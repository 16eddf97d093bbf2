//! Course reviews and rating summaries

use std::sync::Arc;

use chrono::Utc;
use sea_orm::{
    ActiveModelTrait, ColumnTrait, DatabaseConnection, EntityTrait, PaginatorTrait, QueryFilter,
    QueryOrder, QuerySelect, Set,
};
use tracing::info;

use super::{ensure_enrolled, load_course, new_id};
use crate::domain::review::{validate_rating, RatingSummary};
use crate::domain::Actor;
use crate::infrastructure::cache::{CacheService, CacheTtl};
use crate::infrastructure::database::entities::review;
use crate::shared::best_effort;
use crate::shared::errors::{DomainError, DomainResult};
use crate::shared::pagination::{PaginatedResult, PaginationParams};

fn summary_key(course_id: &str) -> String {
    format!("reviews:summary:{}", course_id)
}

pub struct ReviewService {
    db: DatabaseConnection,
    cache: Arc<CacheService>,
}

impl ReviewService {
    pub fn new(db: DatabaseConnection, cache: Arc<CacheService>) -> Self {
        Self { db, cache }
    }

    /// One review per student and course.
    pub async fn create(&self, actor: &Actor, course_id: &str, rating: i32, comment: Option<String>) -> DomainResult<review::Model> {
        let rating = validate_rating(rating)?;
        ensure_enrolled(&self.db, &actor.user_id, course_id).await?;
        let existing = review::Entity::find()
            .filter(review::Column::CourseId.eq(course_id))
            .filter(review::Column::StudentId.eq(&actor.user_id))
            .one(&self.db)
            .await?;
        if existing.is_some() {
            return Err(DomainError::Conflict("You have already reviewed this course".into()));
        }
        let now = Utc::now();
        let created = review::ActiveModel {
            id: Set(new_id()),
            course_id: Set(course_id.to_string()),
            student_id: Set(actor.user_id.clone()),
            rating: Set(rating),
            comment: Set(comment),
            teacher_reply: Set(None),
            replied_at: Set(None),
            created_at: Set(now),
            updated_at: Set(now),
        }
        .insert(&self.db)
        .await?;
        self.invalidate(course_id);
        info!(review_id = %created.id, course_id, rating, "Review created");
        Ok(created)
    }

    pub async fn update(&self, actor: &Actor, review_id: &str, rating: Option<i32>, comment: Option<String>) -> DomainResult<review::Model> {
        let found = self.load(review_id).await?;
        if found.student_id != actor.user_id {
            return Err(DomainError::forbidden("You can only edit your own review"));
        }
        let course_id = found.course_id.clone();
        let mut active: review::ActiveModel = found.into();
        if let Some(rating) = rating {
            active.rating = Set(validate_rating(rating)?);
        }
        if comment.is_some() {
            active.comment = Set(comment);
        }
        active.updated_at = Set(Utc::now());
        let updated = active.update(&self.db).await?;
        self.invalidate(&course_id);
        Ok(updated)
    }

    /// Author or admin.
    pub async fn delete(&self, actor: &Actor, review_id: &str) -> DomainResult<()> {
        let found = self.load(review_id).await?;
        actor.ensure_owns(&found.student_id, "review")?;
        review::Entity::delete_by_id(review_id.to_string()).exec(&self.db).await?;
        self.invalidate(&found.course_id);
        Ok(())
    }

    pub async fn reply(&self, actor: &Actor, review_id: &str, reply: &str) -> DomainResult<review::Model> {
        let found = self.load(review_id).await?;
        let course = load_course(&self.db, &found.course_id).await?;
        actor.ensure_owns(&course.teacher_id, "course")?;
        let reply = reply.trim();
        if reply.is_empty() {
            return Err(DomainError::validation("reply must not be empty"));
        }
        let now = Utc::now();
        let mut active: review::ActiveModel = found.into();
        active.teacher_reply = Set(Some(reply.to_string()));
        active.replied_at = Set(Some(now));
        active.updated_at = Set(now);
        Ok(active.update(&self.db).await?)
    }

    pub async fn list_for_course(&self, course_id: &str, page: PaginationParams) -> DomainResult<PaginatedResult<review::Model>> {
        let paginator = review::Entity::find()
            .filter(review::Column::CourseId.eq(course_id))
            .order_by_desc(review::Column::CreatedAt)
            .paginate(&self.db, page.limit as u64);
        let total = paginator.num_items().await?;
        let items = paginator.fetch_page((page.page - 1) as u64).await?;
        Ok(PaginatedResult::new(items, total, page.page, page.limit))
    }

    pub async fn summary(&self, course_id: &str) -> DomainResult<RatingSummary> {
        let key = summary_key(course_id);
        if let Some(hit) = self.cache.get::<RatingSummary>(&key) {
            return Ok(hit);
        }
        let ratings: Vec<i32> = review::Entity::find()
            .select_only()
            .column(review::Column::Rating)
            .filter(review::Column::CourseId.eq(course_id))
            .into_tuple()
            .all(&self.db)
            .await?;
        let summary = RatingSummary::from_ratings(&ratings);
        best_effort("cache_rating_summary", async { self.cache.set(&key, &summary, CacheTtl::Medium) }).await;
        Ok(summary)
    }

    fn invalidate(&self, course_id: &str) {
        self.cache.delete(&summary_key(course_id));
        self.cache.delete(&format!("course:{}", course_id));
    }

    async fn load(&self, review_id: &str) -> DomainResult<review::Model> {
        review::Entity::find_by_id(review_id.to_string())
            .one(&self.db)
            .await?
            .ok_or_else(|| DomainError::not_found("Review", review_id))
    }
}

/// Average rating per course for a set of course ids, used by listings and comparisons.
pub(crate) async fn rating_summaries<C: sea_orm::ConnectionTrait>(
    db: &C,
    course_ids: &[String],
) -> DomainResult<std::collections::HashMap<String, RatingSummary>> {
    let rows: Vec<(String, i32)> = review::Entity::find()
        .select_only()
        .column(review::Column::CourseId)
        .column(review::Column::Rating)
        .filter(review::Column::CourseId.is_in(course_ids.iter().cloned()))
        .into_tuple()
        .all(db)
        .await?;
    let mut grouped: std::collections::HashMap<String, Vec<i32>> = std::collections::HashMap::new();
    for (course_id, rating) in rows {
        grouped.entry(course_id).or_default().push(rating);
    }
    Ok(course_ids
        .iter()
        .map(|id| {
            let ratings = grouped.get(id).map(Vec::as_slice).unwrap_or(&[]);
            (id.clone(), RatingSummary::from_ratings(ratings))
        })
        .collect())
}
===============
*ACTION ITEM*
Reproduce the entire listing so that it matches the original in every line.

*ANSWER SPACE*
repository 16eddf97d093bbf2
//! Course reviews and rating summaries

use std::sync::Arc;

use chrono::Utc;
use sea_orm::{
    ActiveModelTrait, ColumnTrait, DatabaseConnection, EntityTrait, PaginatorTrait, QueryFilter,
    QueryOrder, QuerySelect, Set,
};
use tracing::info;

use super::{ensure_enrolled, load_course, new_id};
use crate::domain::review::{validate_rating, RatingSummary};
use crate::domain::Actor;
use crate::infrastructure::cache::{CacheService, CacheTtl};
use crate::infrastructure::database::entities::review;
use crate::shared::best_effort;
use crate::shared::errors::{DomainError, DomainResult};
use crate::shared::pagination::{PaginatedResult, PaginationParams};

fn summary_key(course_id: &str) -> String {
    format!("reviews:summary:{}", course_id)
}

pub struct ReviewService {
    db: DatabaseConnection,
    cache: Arc<CacheService>,
}

impl ReviewService {
    pub fn new(db: DatabaseConnection, cache: Arc<CacheService>) -> Self {
        Self { db, cache }
    }

    /// One review per student and course.
    pub async fn create(&self, actor: &Actor, course_id: &str, rating: i32, comment: Option<String>) -> DomainResult<review::Model> {
        let rating = validate_rating(rating)?;
        ensure_enrolled(&self.db, &actor.user_id, course_id).await?;
        let existing = review::Entity::find()
            .filter(review::Column::CourseId.eq(course_id))
            .filter(review::Column::StudentId.eq(&actor.user_id))
            .one(&self.db)
            .await?;
        if existing.is_some() {
            return Err(DomainError::Conflict("You have already reviewed this course".into()));
        }
        let now = Utc::now();
        let created = review::ActiveModel {
            id: Set(new_id()),
            course_id: Set(course_id.to_string()),
            student_id: Set(actor.user_id.clone()),
            rating: Set(rating),
            comment: Set(comment),
            teacher_reply: Set(None),
            replied_at: Set(None),
            created_at: Set(now),
            updated_at: Set(now),
        }
        .insert(&self.db)
        .await?;
        self.invalidate(course_id);
        info!(review_id = %created.id, course_id, rating, "Review created");
        Ok(created)
    }

    pub async fn update(&self, actor: &Actor, review_id: &str, rating: Option<i32>, comment: Option<String>) -> DomainResult<review::Model> {
        let found = self.load(review_id).await?;
        if found.student_id != actor.user_id {
            return Err(DomainError::forbidden("You can only edit your own review"));
        }
        let course_id = found.course_id.clone();
        let mut active: review::ActiveModel = found.into();
        if let Some(rating) = rating {
            active.rating = Set(validate_rating(rating)?);
        }
        if comment.is_some() {
            active.comment = Set(comment);
        }
        active.updated_at = Set(Utc::now());
        let updated = active.update(&self.db).await?;
        self.invalidate(&course_id);
        Ok(updated)
    }

    /// Author or admin.
    pub async fn delete(&self, actor: &Actor, review_id: &str) -> DomainResult<()> {
        let found = self.load(review_id).await?;
        actor.ensure_owns(&found.student_id, "review")?;
        review::Entity::delete_by_id(review_id.to_string()).exec(&self.db).await?;
        self.invalidate(&found.course_id);
        Ok(())
    }

    pub async fn reply(&self, actor: &Actor, review_id: &str, reply: &str) -> DomainResult<review::Model> {
        let found = self.load(review_id).await?;
        let course = load_course(&self.db, &found.course_id).await?;
        actor.ensure_owns(&course.teacher_id, "course")?;
        let reply = reply.trim();
        if reply.is_empty() {
            return Err(DomainError::validation("reply must not be empty"));
        }
        let now = Utc::now();
        let mut active: review::ActiveModel = found.into();
        active.teacher_reply = Set(Some(reply.to_string()));
        active.replied_at = Set(Some(now));
        active.updated_at = Set(now);
        Ok(active.update(&self.db).await?)
    }

    pub async fn list_for_course(&self, course_id: &str, page: PaginationParams) -> DomainResult<PaginatedResult<review::Model>> {
        let paginator = review::Entity::find()
            .filter(review::Column::CourseId.eq(course_id))
            .order_by_desc(review::Column::CreatedAt)
            .paginate(&self.db, page.limit as u64);
        let total = paginator.num_items().await?;
        let items = paginator.fetch_page((page.page - 1) as u64).await?;
        Ok(PaginatedResult::new(items, total, page.page, page.limit))
    }

    pub async fn summary(&self, course_id: &str) -> DomainResult<RatingSummary> {
        let key = summary_key(course_id);
        if let Some(hit) = self.cache.get::<RatingSummary>(&key) {
            return Ok(hit);
        }
        let ratings: Vec<i32> = review::Entity::find()
            .select_only()
            .column(review::Column::Rating)
            .filter(review::Column::CourseId.eq(course_id))
            .into_tuple()
            .all(&self.db)
            .await?;
        let summary = RatingSummary::from_ratings(&ratings);
        best_effort("cache_rating_summary", async { self.cache.set(&key, &summary, CacheTtl::Medium) }).await;
        Ok(summary)
    }

    fn invalidate(&self, course_id: &str) {
        self.cache.delete(&summary_key(course_id));
        self.cache.delete(&format!("course:{}", course_id));
    }

    async fn load(&self, review_id: &str) -> DomainResult<review::Model> {
        review::Entity::find_by_id(review_id.to_string())
            .one(&self.db)
            .await?
            .ok_or_else(|| DomainError::not_found("Review", review_id))
    }
}

/// Average rating per course for a set of course ids, used by listings and comparisons.
pub(crate) async fn rating_summaries<C: sea_orm::ConnectionTrait>(
    db: &C,
    course_ids: &[String],
) -> DomainResult<std::collections::HashMap<String, RatingSummary>> {
    let rows: Vec<(String, i32)> = review::Entity::find()
        .select_only()
        .column(review::Column::CourseId)
        .column(review::Column::Rating)
        .filter(review::Column::CourseId.is_in(course_ids.iter().cloned()))
        .into_tuple()
        .all(db)
        .await?;
    let mut grouped: std::collections::HashMap<String, Vec<i32>> = std::collections::HashMap::new();
    for (course_id, rating) in rows {
        grouped.entry(course_id).or_default().push(rating);
    }
    Ok(course_ids
        .iter()
        .map(|id| {
            let ratings = grouped.get(id).map(Vec::as_slice).unwrap_or(&[]);
            (id.clone(), RatingSummary::from_ratings(ratings))
        })
        .collect())
}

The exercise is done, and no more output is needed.